Antique Russian banknote depicting Catherine the Great.jpg
Antique Russian banknote depicting Catherine the Great.jpg

While the first year of the war between Russia and the Ottomans was uneventful, Catherine and her empire quickly made progress. The success continued into the next year as the army under General Petr Rumiantsev scored victory after victory. It only got worse for the Ottomans after a devasting naval loss in the Chios Strait.  As more Russian victories continued, it was not long until the entire Crimea was occupied. After a series of Ottoman defeats, and as the Ottoman’s resources dwindled, a peace treaty was signed.

The Treaty of Küçük-Kaynarca ended the war and fundamentally changed the future of Europe.

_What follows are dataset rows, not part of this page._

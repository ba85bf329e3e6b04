//! Bookkeeping that decides whether a [`Cursor`](crate::Cursor) is still
//! valid.
//!
//! Every slot of a sequence, plus the past-the-end position, carries a stamp.
//! A stamp is renewed whenever the slot's content changes identity (an
//! element is shifted into it, removed from it, or it turns into or stops
//! being the end position). Replacing the storage block bumps the epoch,
//! which invalidates every cursor at once.

use crate::{error::CursorError, error::MemoryError, range::SlotRange};

#[cfg(feature = "no_std")]
use crate::types::{vec, Vec};

/// Keeps per-slot stamps and the storage epoch of a sequence.
///
/// Holds exactly `len + 1` stamps where the last one belongs to the
/// past-the-end position.
#[derive(Clone)]
pub struct SlotTracker {
    epoch: u64,
    next_stamp: u64,
    stamps: Vec<u64>,
}

impl SlotTracker {
    /// Constructs a tracker for an empty sequence.
    pub fn new() -> Self {
        SlotTracker {
            epoch: 0,
            next_stamp: 1,
            stamps: vec![0],
        }
    }

    /// Constructs a tracker for a sequence already holding `len` elements.
    pub fn with_len(len: usize) -> Self {
        let mut tracker = SlotTracker::new();
        tracker.stamps.clear();
        tracker.stamps.extend(1..=len as u64 + 1);
        tracker.next_stamp = len as u64 + 2;
        tracker
    }

    /// Returns the number of storage blocks the tracked sequence went
    /// through, minus one.
    #[inline]
    pub fn epoch(&self) -> u64 {
        self.epoch
    }

    /// Returns the current stamp of slot `index`, if it's within the tracked
    /// `[0, len]` range.
    #[inline]
    pub fn stamp(&self, index: usize) -> Option<u64> {
        self.stamps.get(index).copied()
    }

    /// Returns a [`SlotRange`] of every tracked position (live slots and the
    /// end position).
    #[inline]
    pub fn whole_range(&self) -> SlotRange {
        SlotRange(0, self.stamps.len())
    }

    /// Makes room for `additional` stamps so that following mutations can't
    /// fail.
    pub fn try_reserve(&mut self, additional: usize) -> Result<(), MemoryError> {
        self.stamps
            .try_reserve(additional)
            .map_err(|_| MemoryError::allocator())
    }

    fn fresh(&mut self) -> u64 {
        let stamp = self.next_stamp;
        self.next_stamp += 1;
        stamp
    }

    /// Renews stamps of every tracked position in `region`.
    pub fn restamp(&mut self, region: SlotRange) {
        let region = region.clamp_to(self.whole_range());
        for i in region.0..region.1 {
            let stamp = self.fresh();
            self.stamps[i] = stamp;
        }
    }

    /// Marks the storage block as replaced.
    pub fn bump_epoch(&mut self) {
        self.epoch += 1;
    }

    /// Records that an element was placed into slot `position` and every
    /// element from `position` onward moved one slot right.
    ///
    /// Appending is the case where `position` is the old length.
    pub fn inserted(&mut self, position: usize) {
        let stamp = self.fresh();
        self.stamps.push(stamp);
        let end = self.stamps.len();
        self.restamp(SlotRange(position, end));
    }

    /// Records that the element in slot `position` was removed and every
    /// later element moved one slot left.
    pub fn removed(&mut self, position: usize) {
        self.stamps.pop();
        let end = self.stamps.len();
        self.restamp(SlotRange(position, end));
    }

    /// Records that every element from `new_len` onward was removed.
    pub fn truncated(&mut self, new_len: usize) {
        if new_len + 1 >= self.stamps.len() {
            return;
        }
        self.stamps.truncate(new_len + 1);
        self.restamp(SlotRange::through(new_len, new_len));
    }

    /// Checks whether a cursor created in `epoch` for slot `index` with the
    /// provided `stamp` still denotes the same slot content.
    pub fn check(&self, epoch: u64, index: usize, stamp: u64) -> Result<(), CursorError> {
        if epoch != self.epoch {
            return Err(CursorError::Reallocated {
                cursor_epoch: epoch,
                current_epoch: self.epoch,
            });
        }
        match self.stamp(index) {
            Some(current) if current == stamp => Ok(()),
            _ => Err(CursorError::Shifted { index }),
        }
    }
}

impl Default for SlotTracker {
    fn default() -> Self {
        SlotTracker::new()
    }
}

#[cfg(feature = "debug")]
impl core::fmt::Debug for SlotTracker {
    fn fmt(&self, f: &mut core::fmt::Formatter<'_>) -> core::fmt::Result {
        f.debug_struct("SlotTracker")
            .field("epoch", &self.epoch)
            .field("next_stamp", &self.next_stamp)
            .field("stamps", &self.stamps)
            .finish()
    }
}

#[cfg(test)]
mod tests {
    use super::*;

    fn stamps(tracker: &SlotTracker) -> Vec<u64> {
        (0..tracker.whole_range().1)
            .map(|i| tracker.stamp(i).unwrap())
            .collect()
    }

    #[test]
    fn new_slot_tracker() {
        let tracker = SlotTracker::new();
        assert_eq!(tracker.epoch(), 0);
        assert_eq!(tracker.whole_range(), SlotRange(0, 1));
        assert_eq!(tracker.check(0, 0, 0), Ok(()));
    }

    #[test]
    fn append_renews_only_old_end() {
        let mut tracker = SlotTracker::with_len(3);
        let before = stamps(&tracker);

        tracker.inserted(3);
        let after = stamps(&tracker);

        assert_eq!(after.len(), 5);
        assert_eq!(&before[..3], &after[..3]);
        assert_ne!(before[3], after[3]);
    }

    #[test]
    fn insert_renews_tail() {
        let mut tracker = SlotTracker::with_len(4);
        let before = stamps(&tracker);

        tracker.inserted(1);
        let after = stamps(&tracker);

        assert_eq!(before[0], after[0]);
        for i in 1..after.len() {
            assert!(!before.contains(&after[i]), "slot {} kept a stale stamp", i);
        }
    }

    #[test]
    fn removal_renews_tail() {
        let mut tracker = SlotTracker::with_len(4);
        let before = stamps(&tracker);

        tracker.removed(2);
        assert_eq!(tracker.whole_range(), SlotRange(0, 4));
        assert_eq!(tracker.check(0, 1, before[1]), Ok(()));
        assert_eq!(
            tracker.check(0, 2, before[2]),
            Err(CursorError::Shifted { index: 2 })
        );
        assert_eq!(
            tracker.check(0, 4, before[4]),
            Err(CursorError::Shifted { index: 4 })
        );
    }

    #[test]
    fn truncation_renews_new_end() {
        let mut tracker = SlotTracker::with_len(5);
        let before = stamps(&tracker);

        tracker.truncated(2);
        assert_eq!(tracker.whole_range(), SlotRange(0, 3));
        assert_eq!(tracker.check(0, 1, before[1]), Ok(()));
        assert!(tracker.check(0, 2, before[2]).is_err());

        tracker.truncated(7);
        assert_eq!(tracker.whole_range(), SlotRange(0, 3));
    }

    #[test]
    fn epoch_invalidates_everything() {
        let mut tracker = SlotTracker::with_len(2);
        let first = tracker.stamp(0).unwrap();
        tracker.bump_epoch();
        assert_eq!(
            tracker.check(0, 0, first),
            Err(CursorError::Reallocated {
                cursor_epoch: 0,
                current_epoch: 1
            })
        );
        assert_eq!(tracker.check(1, 0, first), Ok(()));
    }
}
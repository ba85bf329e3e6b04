use contiguous_seq::*;

fn main() {
    let mut sequence = Sequence::with_capacity(8);
    sequence.extend([0u32, 1, 2, 3]);

    let before = sequence.cursor(1).unwrap();
    let at = sequence.cursor(2).unwrap();

    // no reallocation: only cursors at and after the insertion point move
    let inserted = sequence.insert(2, 99).unwrap();
    assert_eq!(sequence, [0, 1, 99, 2, 3]);
    assert_eq!(*sequence.get_at(&before).unwrap(), 1);
    assert_eq!(*sequence.get_at(&inserted).unwrap(), 99);
    assert!(matches!(
        sequence.get_at(&at),
        Err(CursorError::Shifted { index: 2 })
    ));

    // growing the block invalidates everything
    let base = sequence.as_ptr();
    sequence.reserve(64);
    assert_ne!(sequence.as_ptr(), base);
    assert!(!sequence.is_valid(&before));
}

As part of the deal, the Ottoman Empire recognized the independence of the Crimean Khanate from the Ottomans and agreed to cease any support for the Crimean Tatars, who had been raiding Russian territories for years.

This led to the region losing its protection, thereby paving a path for Russian influence to trickle in. Russia took over the strategic stronghold of Azov along with its neighboring lands, opening a gateway for them to both the Sea of Azov and the Black Sea. To relate it in present-day terms concerning the Ukraine-Russia conflict, Azov is only 125 miles eastward from Mariupol, a starkly disputed city in the war.

Something very important to Catherine was that Russia should gain the right to navigate freely in the Black Sea and to conduct trade in the Ottoman ports. The period between 1774 and 1783 witnessed ongoing tensions between Russia and the Ottoman Empire, exacerbated by persistent Crimean Tatar raids into Russian territories. Grigory Potemkin, a trusted advisor and military commander, pushed for the annex of Crimea, as he recognized the region's potential as a buffer against potential Ottoman incursions and to strengthen Russia's southern frontier in the Black Sea region. In a letter to Catherine, he says while the conquest will not make Russia stronger, it would bring peace. 

Catherine, driven by ambitions for territorial expansion and bolstering Russia's influence, ultimately agreed, and decided to annex Crimea in 1783. She formalized the annexation of Crimea, significantly expanding the Russian Empire. The annexation was met with resistance from both the Ottoman Empire and local Crimean Tatars. However, Russian control was consolidated, leading to significant changes in the region. Crimea was integrated as part of the Russian Empire, with the introduction of Russian governance, language, and institutions. Securing pivotal sea routes this action did more than just that, it reshaped the demographic and political terrain prevalent in the region. Its influence is so profound its echoes are still present today.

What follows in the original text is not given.